Si no fuese por la Clínica Tepeyac, la señora Molina, una madre soltera con tres hijos sin seguro, que no habla inglés, pudiera no haber sido diagnosticada con cancer de pecho tan temprano.
Marta y Baldemar, también residentes del barrio que rodea la iglesia de Nuestra Señora de Guadalupe, son pobres, pero cuando sus niños están enfermos, quieren ayuda, no una actitud. Por eso es que la pareja se encuentra muy agradecida con los doctores, enfermeras y otros profesionales médicos por su cuidado sin críticas.
Estos pacientes, de los cuales su nombre completo no se utiliza para protejer su privacidad, y muchos más consideran la Clínica Tepeyac un regalo del cielo.
El cual, de alguna manera, no debería ser una sorpresa. La Clínica Tepeyac se encuentra en una casa de la calle Kalamath en donde la santa Madre Frances Cabrini encontró a dos niños abandonados en su puerta. Los niños fueron los primeros residentes de un orfanato que la Madre Cabrini operó por muchos años en el norte de Denver.
La idea de una clínica de bajo costo, culturalmente amigable en el norte de Devner vino en 1994 después de que un grupo de párrocos dirigidos por Jim García, condujeron una encuesta que mostró que la población sin seguro médico, empobrecida de la cual la mayoría no hablaba inglés, no tenía a donde acudir.

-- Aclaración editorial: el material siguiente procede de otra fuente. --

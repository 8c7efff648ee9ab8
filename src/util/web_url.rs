use thiserror::Error;
use url::Url;

/// Errors that can occur while turning a raw navigation string into a [`Url`].
///
/// None of these are fatal to a checkout session: callers log them and let the
/// web view handle the load on its own.
#[derive(Error, Debug)]
pub enum UrlError {
    /// The URL string could not be parsed.
    #[error("Invalid URL: {0}")]
    InvalidUrl(#[from] url::ParseError),
    /// The URL uses a scheme other than http or https.
    #[error("Unsupported scheme: {0} (only http/https are routed)")]
    UnsupportedScheme(String),
}

/// Parses a navigation URL and rejects anything that is not http(s).
///
/// # Examples
///
/// ```
/// use crowdflow::util::parse_web_url;
///
/// let url = parse_web_url("https://www.kickstarter.com/signup").unwrap();
/// assert_eq!(url.path(), "/signup");
///
/// assert!(parse_web_url("about:blank").is_err());
/// assert!(parse_web_url("not a url").is_err());
/// ```
pub fn parse_web_url(raw: &str) -> Result<Url, UrlError> {
    let url = Url::parse(raw)?;
    ensure_web_scheme(&url)?;
    Ok(url)
}

/// Rejects non-http(s) URLs that were already parsed elsewhere.
pub fn ensure_web_scheme(url: &Url) -> Result<(), UrlError> {
    match url.scheme() {
        "http" | "https" => Ok(()),
        scheme => Err(UrlError::UnsupportedScheme(scheme.to_owned())),
    }
}

/// Path without trailing slashes. The root path becomes the empty string.
pub fn trimmed_path(url: &Url) -> &str {
    url.path().trim_end_matches('/')
}

/// Non-empty path segments of `url` that follow `base`'s path, or `None` when
/// `url` lives on another host or outside `base`.
///
/// Hosts are compared case-insensitively (the `url` crate already lowercases
/// them) and the port must match. Query and fragment are ignored.
pub fn segments_under<'a>(url: &'a Url, base: &Url) -> Option<Vec<&'a str>> {
    if url.host_str() != base.host_str() || url.port_or_known_default() != base.port_or_known_default() {
        return None;
    }

    let base_path = trimmed_path(base);
    let path = trimmed_path(url);
    let rest = path.strip_prefix(base_path)?;

    // "/projects/foo-bar" must not match base "/projects/foo"
    if !rest.is_empty() && !rest.starts_with('/') {
        return None;
    }

    Some(rest.split('/').filter(|s| !s.is_empty()).collect())
}

/// True when the query carries `name` with a truthy value (`1` or `true`).
pub fn query_flag(url: &Url, name: &str) -> bool {
    url.query_pairs()
        .any(|(key, value)| key == name && matches!(value.as_ref(), "1" | "true"))
}

/// Same scheme, host, port and path, ignoring query and fragment.
pub fn same_resource(a: &Url, b: &Url) -> bool {
    a.scheme() == b.scheme()
        && a.host_str() == b.host_str()
        && a.port_or_known_default() == b.port_or_known_default()
        && trimmed_path(a) == trimmed_path(b)
}

#[cfg(test)]
mod tests {
    use super::*;

    fn url(s: &str) -> Url {
        Url::parse(s).unwrap()
    }

    #[test]
    fn test_parse_accepts_http_and_https() {
        assert!(parse_web_url("https://www.kickstarter.com").is_ok());
        assert!(parse_web_url("http://www.kickstarter.com/projects").is_ok());
    }

    #[test]
    fn test_parse_rejects_other_schemes() {
        let err = parse_web_url("mailto:someone@example.com").unwrap_err();
        assert!(matches!(err, UrlError::UnsupportedScheme(ref s) if s == "mailto"));
        assert!(parse_web_url("file:///etc/passwd").is_err());
    }

    #[test]
    fn test_parse_rejects_garbage() {
        assert!(matches!(
            parse_web_url("::::"),
            Err(UrlError::InvalidUrl(_))
        ));
    }

    #[test]
    fn test_segments_under_project() {
        let base = url("https://www.kickstarter.com/projects/creator/a-project");
        let pledge = url("https://www.kickstarter.com/projects/creator/a-project/pledge/edit?x=1");
        assert_eq!(segments_under(&pledge, &base), Some(vec!["pledge", "edit"]));
    }

    #[test]
    fn test_segments_under_root_is_empty() {
        let base = url("https://www.kickstarter.com/projects/creator/a-project");
        let root = url("https://www.kickstarter.com/projects/creator/a-project/");
        assert_eq!(segments_under(&root, &base), Some(vec![]));
    }

    #[test]
    fn test_segments_under_rejects_sibling_prefix() {
        let base = url("https://www.kickstarter.com/projects/creator/a-project");
        let other = url("https://www.kickstarter.com/projects/creator/a-project-two/pledge");
        assert_eq!(segments_under(&other, &base), None);
    }

    #[test]
    fn test_segments_under_rejects_other_host() {
        let base = url("https://www.kickstarter.com/projects/creator/a-project");
        let other = url("https://js.stripe.com/projects/creator/a-project");
        assert_eq!(segments_under(&other, &base), None);
    }

    #[test]
    fn test_query_flag() {
        assert!(query_flag(&url("https://a.com/x?racing=1"), "racing"));
        assert!(query_flag(&url("https://a.com/x?ref=y&modal=true"), "modal"));
        assert!(!query_flag(&url("https://a.com/x?modal=false"), "modal"));
        assert!(!query_flag(&url("https://a.com/x"), "modal"));
    }

    #[test]
    fn test_same_resource_ignores_query() {
        assert!(same_resource(
            &url("https://js.stripe.com/v2/channel.html?origin=x"),
            &url("https://js.stripe.com/v2/channel.html")
        ));
        assert!(!same_resource(
            &url("https://js.stripe.com/v3/channel.html"),
            &url("https://js.stripe.com/v2/channel.html")
        ));
    }
}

Las tropas de García tomaron lo que el director ejecutivo de la Clínica Tepeyac, David Lack, describe como “una casa vieja destruída que debería haber sido clausurada y derrumbada” y la transformó, en una casa de 1,000 pies cuadrados con dos cuartos de examinación. La Clínica Tepeyac se abrió en 1995.
Hoy en día, dice Lack, la Clinica Tepeyac sirve a aproximadamente 6,000 pacientes por año y tiene un presupuesto de $900,000. La agencia está buscando fondos en la campaña de el Denver Post y Rocky Mountain News de Temporada para Compartir.
“En cualquier semana,” agrega, “tenemos de 80 a 100 lugares para citas disponibles y cuatro veces mas en peticiones.” A los pacientes se le piden que paguen $10 por visita; las recetas cuestan $3 por un suministro de 30 días.
A mediados de noviembre, la Clínica Tepeyac se cambiará al barrio Globeville. “Tendremos tres veces el espacio, siete cuartos para el exámen médico, una sala de conferencias de buen tamaño, laboratorio, farmacia, espacio administrativo, cuartos de doctores y una sala que podrá tener a 25 personas,” dijo Lack.
El emplazamiento actual se convertirá en un centro comunitario con un cuarto de exámen médico para acomodar vacunas y clinicas de inmunización infantíl y días de mamografías móviles.
La voluntaria de mucho tiempo de la Clínica Tepeyac, Ann Shumacher, una monja y doctora, será contratada como la primera doctora pagada.
La Clínica Tepeyac, dice Lack, ha sido “bendecida con muchisimos milagros y la filantropía de la comunidad médica no es la menor de ellos. Los doctores, después de pasar un día en sus propios cuartos de examen, vienen aquí y pasan otras tres o cuatro horas con nosotros. Los hospitales donan equipo usado y uno de nuestros compañeros de fondos nos ayuda a poder hacer hasta 600 mamogramas gratis por año.”
Aun así, agrega Lack: “Somos la red de seguridad que existe debajo de la ya existente red de los proveedores. Si no fuese por nosotros, mucha gente no tendría a donde ir.”